***** Exercise inputs
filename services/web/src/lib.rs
mod cli;
mod commands;
mod infra;
mod routes;
mod server;

use arc_site::error::AppError;

pub async fn run() -> Result<(), AppError> {
    cli::run().await
}
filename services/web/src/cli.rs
use crate::commands::{run_enquire, run_export, EnquireArgs, ExportArgs};
use crate::server;
use arc_site::error::AppError;
use clap::{Args, Parser, Subcommand};

#[derive(Parser, Debug)]
#[command(
    name = "Sree Dhanya ARC",
    about = "Serve the Sree Dhanya ARC landing site and relay visitor enquiries",
    version
)]
struct Cli {
    #[command(subcommand)]
    command: Option<Command>,
}

#[derive(Subcommand, Debug)]
enum Command {
    /// Start the HTTP service (default command)
    Serve(ServeArgs),
    /// Submit one enquiry through the configured relay
    Enquire(EnquireArgs),
    /// Write the rendered landing page to a file or stdout
    Export(ExportArgs),
}

#[derive(Args, Debug, Default)]
pub(crate) struct ServeArgs {
    /// Override the configured host for the HTTP server
    #[arg(long)]
    pub(crate) host: Option<String>,
    /// Override the configured port for the HTTP server
    #[arg(long)]
    pub(crate) port: Option<u16>,
}

pub(crate) async fn run() -> Result<(), AppError> {
    let cli = Cli::parse();
    let command = cli
        .command
        .unwrap_or_else(|| Command::Serve(ServeArgs::default()));

    match command {
        Command::Serve(args) => server::run(args).await,
        Command::Enquire(args) => run_enquire(args).await,
        Command::Export(args) => run_export(args).await,
    }
}
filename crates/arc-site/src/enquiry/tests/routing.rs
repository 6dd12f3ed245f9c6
use axum::http::{header, Request, StatusCode};
use serde_json::json;
use tower::ServiceExt;

use super::common::*;
use crate::enquiry::router::enquiry_router;

fn json_request(uri: &str, body: serde_json::Value) -> Request<axum::body::Body> {
    Request::post(uri)
        .header(header::CONTENT_TYPE, "application/json")
        .body(axum::body::Body::from(
            serde_json::to_vec(&body).expect("serialize"),
        ))
        .expect("request builds")
}

#[tokio::test]
async fn valid_enquiry_is_accepted_and_relayed() {
    let (state, transport) = recording_state();

    let response = enquiry_router(state)
        .oneshot(json_request(
            "/api/v1/enquiries",
            json!({
                "name": "Jane Doe",
                "email": "jane@x.com",
                "phone": "+1 234 567 8900",
                "message": "Interested"
            }),
        ))
        .await
        .expect("route executes");

    assert_eq!(response.status(), StatusCode::ACCEPTED);
    let payload = read_json_body(response).await;
    assert_eq!(payload["status"], "success");
    assert_eq!(payload["close_after_ms"], 2000);
    assert_eq!(transport.sent(), vec![jane()]);
}

#[tokio::test]
async fn invalid_enquiry_reports_field_errors() {
    let (state, transport) = recording_state();

    let response = enquiry_router(state)
        .oneshot(json_request(
            "/api/v1/enquiries?variant=page",
            json!({ "fullName": "A", "email": "bad", "phone": "123" }),
        ))
        .await
        .expect("route executes");

    assert_eq!(response.status(), StatusCode::UNPROCESSABLE_ENTITY);
    let payload = read_json_body(response).await;
    assert_eq!(payload["status"], "invalid");
    assert_eq!(payload["errors"]["email"], "Please enter a valid email address");
    assert_eq!(payload["errors"]["subject"], "Please select a subject");
    assert!(payload["errors"].get("name").is_none());
    assert!(transport.sent().is_empty());
}

#[tokio::test]
async fn relay_failure_maps_to_bad_gateway() {
    let (state, transport) = failing_state();

    let response = enquiry_router(state)
        .oneshot(json_request(
            "/api/v1/enquiries",
            serde_json::to_value(jane()).expect("serialize"),
        ))
        .await
        .expect("route executes");

    assert_eq!(response.status(), StatusCode::BAD_GATEWAY);
    let payload = read_json_body(response).await;
    assert_eq!(payload["status"], "error");
    assert_eq!(
        payload["message"],
        "Unable to submit form. Please try again or contact us directly at sales@arc.example"
    );
    assert_eq!(transport.attempts(), 1);
}
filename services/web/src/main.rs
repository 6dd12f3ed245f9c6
use arc_site_web::run;

#[tokio::main]
async fn main() {
    if let Err(err) = run().await {
        eprintln!("application error: {err}");
        std::process::exit(1);
    }
}
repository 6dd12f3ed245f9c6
mod common;
mod routing;
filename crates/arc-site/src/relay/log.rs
use async_trait::async_trait;
use tracing::info;

use super::{SubmissionTransport, TransportError};
use crate::enquiry::EnquiryRecord;

/// Stand-in used when no relay endpoint is configured.
#[derive(Debug, Clone, Copy, Default)]
pub struct LogRelay;

#[async_trait]
impl SubmissionTransport for LogRelay {
    async fn send(&self, record: &EnquiryRecord) -> Result<(), TransportError> {
        info!(
            name = %record.name,
            email = %record.email,
            subject = %record.subject,
            "enquiry captured; no relay endpoint configured"
        );
        Ok(())
    }

    fn contract(&self) -> &'static str {
        "log"
    }
}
**********
What to work on. Each line above where the word "Sree" occurs should be copied out.

Written response.
    name = "Sree Dhanya ARC",
    about = "Serve the Sree Dhanya ARC landing site and relay visitor enquiries",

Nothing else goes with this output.